== Work required ==
Every entry that appears below is to be output exactly.

== The data ==
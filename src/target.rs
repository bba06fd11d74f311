//! Target parsing (the wrapped CLI program + fixed leading arguments).
//!
//! parse_target -> TargetSpec { program, args }
//! Every invocation of the wrapped tool is `<program> <args...> <call argv...>`,
//! which lets a target like `sh ./fake-cli.sh` or `docker compose` stand in for
//! a single executable.
//!
use anyhow::{Context, Result, bail};
use shell_words::split as shell_split;
use std::fmt;
use std::path::Path;

/// A parsed representation of a user-supplied target string.
#[derive(Debug, Clone, PartialEq, Eq)]
pub struct TargetSpec {
    pub program: String,
    pub args: Vec<String>,
}

impl TargetSpec {
    /// Short human name for the wrapped tool: the program's file stem
    /// (`/usr/local/bin/glab` -> `glab`).
    pub fn display_name(&self) -> &str {
        Path::new(&self.program)
            .file_stem()
            .and_then(|s| s.to_str())
            .filter(|s| !s.is_empty())
            .unwrap_or(&self.program)
    }
}

impl fmt::Display for TargetSpec {
    fn fmt(&self, f: &mut fmt::Formatter<'_>) -> fmt::Result {
        if self.args.is_empty() {
            write!(f, "{}", self.program)
        } else {
            write!(f, "{} {}", self.program, self.args.join(" "))
        }
    }
}

/// Parse a `--program` value into a structured `TargetSpec`.
///
/// The value is split with shell-style rules; the first token is the program,
/// the rest are prepended to every invocation.
///
/// Examples:
/// - "glab" -> program `glab`, no args
/// - "sh ./fake cli.sh" (quoted) -> program `sh`, args `["./fake cli.sh"]`
pub fn parse_target(raw: &str) -> Result<TargetSpec> {
    let trimmed = raw.trim();
    if trimmed.is_empty() {
        bail!("Target program is empty");
    }

    let parts =
        shell_split(trimmed).context("Failed to parse target command line (shell splitting)")?;
    let Some((program, args)) = parts.split_first() else {
        bail!("No tokens produced when parsing target command line");
    };
    if program.is_empty() {
        bail!("Empty program name in target command line");
    }

    Ok(TargetSpec {
        program: program.clone(),
        args: args.to_vec(),
    })
}

#[cfg(test)]
mod tests {
    use super::*;

    #[test]
    fn parse_simple_program() {
        let spec = parse_target("glab").unwrap();
        assert_eq!(spec.program, "glab");
        assert!(spec.args.is_empty());
        assert_eq!(spec.to_string(), "glab");
    }

    #[test]
    fn parse_program_with_base_args() {
        let spec = parse_target(r#"sh "/tmp/my dir/cli.sh""#).unwrap();
        assert_eq!(spec.program, "sh");
        assert_eq!(spec.args, vec!["/tmp/my dir/cli.sh"]);
    }

    #[test]
    fn display_name_uses_file_stem() {
        let spec = parse_target("/usr/local/bin/glab").unwrap();
        assert_eq!(spec.display_name(), "glab");
        let spec = parse_target("./tools/gh.exe").unwrap();
        assert_eq!(spec.display_name(), "gh");
    }

    #[test]
    fn empty_target_rejected() {
        let err = parse_target("   ").unwrap_err();
        assert!(err.to_string().contains("empty"));
    }

    #[test]
    fn unbalanced_quotes_rejected() {
        assert!(parse_target(r#"sh "unterminated"#).is_err());
    }
}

== Result for this task ==
filename src/target.rs
repository bba06fd11d74f311
//! Target parsing (the wrapped CLI program + fixed leading arguments).
//!
//! parse_target -> TargetSpec { program, args }
//! Every invocation of the wrapped tool is `<program> <args...> <call argv...>`,
//! which lets a target like `sh ./fake-cli.sh` or `docker compose` stand in for
//! a single executable.
//!
use anyhow::{Context, Result, bail};
use shell_words::split as shell_split;
use std::fmt;
use std::path::Path;

/// A parsed representation of a user-supplied target string.
#[derive(Debug, Clone, PartialEq, Eq)]
pub struct TargetSpec {
    pub program: String,
    pub args: Vec<String>,
}

impl TargetSpec {
    /// Short human name for the wrapped tool: the program's file stem
    /// (`/usr/local/bin/glab` -> `glab`).
    pub fn display_name(&self) -> &str {
        Path::new(&self.program)
            .file_stem()
            .and_then(|s| s.to_str())
            .filter(|s| !s.is_empty())
            .unwrap_or(&self.program)
    }
}

impl fmt::Display for TargetSpec {
    fn fmt(&self, f: &mut fmt::Formatter<'_>) -> fmt::Result {
        if self.args.is_empty() {
            write!(f, "{}", self.program)
        } else {
            write!(f, "{} {}", self.program, self.args.join(" "))
        }
    }
}

/// Parse a `--program` value into a structured `TargetSpec`.
///
/// The value is split with shell-style rules; the first token is the program,
/// the rest are prepended to every invocation.
///
/// Examples:
/// - "glab" -> program `glab`, no args
/// - "sh ./fake cli.sh" (quoted) -> program `sh`, args `["./fake cli.sh"]`
pub fn parse_target(raw: &str) -> Result<TargetSpec> {
    let trimmed = raw.trim();
    if trimmed.is_empty() {
        bail!("Target program is empty");
    }

    let parts =
        shell_split(trimmed).context("Failed to parse target command line (shell splitting)")?;
    let Some((program, args)) = parts.split_first() else {
        bail!("No tokens produced when parsing target command line");
    };
    if program.is_empty() {
        bail!("Empty program name in target command line");
    }

    Ok(TargetSpec {
        program: program.clone(),
        args: args.to_vec(),
    })
}

#[cfg(test)]
mod tests {
    use super::*;

    #[test]
    fn parse_simple_program() {
        let spec = parse_target("glab").unwrap();
        assert_eq!(spec.program, "glab");
        assert!(spec.args.is_empty());
        assert_eq!(spec.to_string(), "glab");
    }

    #[test]
    fn parse_program_with_base_args() {
        let spec = parse_target(r#"sh "/tmp/my dir/cli.sh""#).unwrap();
        assert_eq!(spec.program, "sh");
        assert_eq!(spec.args, vec!["/tmp/my dir/cli.sh"]);
    }

    #[test]
    fn display_name_uses_file_stem() {
        let spec = parse_target("/usr/local/bin/glab").unwrap();
        assert_eq!(spec.display_name(), "glab");
        let spec = parse_target("./tools/gh.exe").unwrap();
        assert_eq!(spec.display_name(), "gh");
    }

    #[test]
    fn empty_target_rejected() {
        let err = parse_target("   ").unwrap_err();
        assert!(err.to_string().contains("empty"));
    }

    #[test]
    fn unbalanced_quotes_rejected() {
        assert!(parse_target(r#"sh "unterminated"#).is_err());
    }
}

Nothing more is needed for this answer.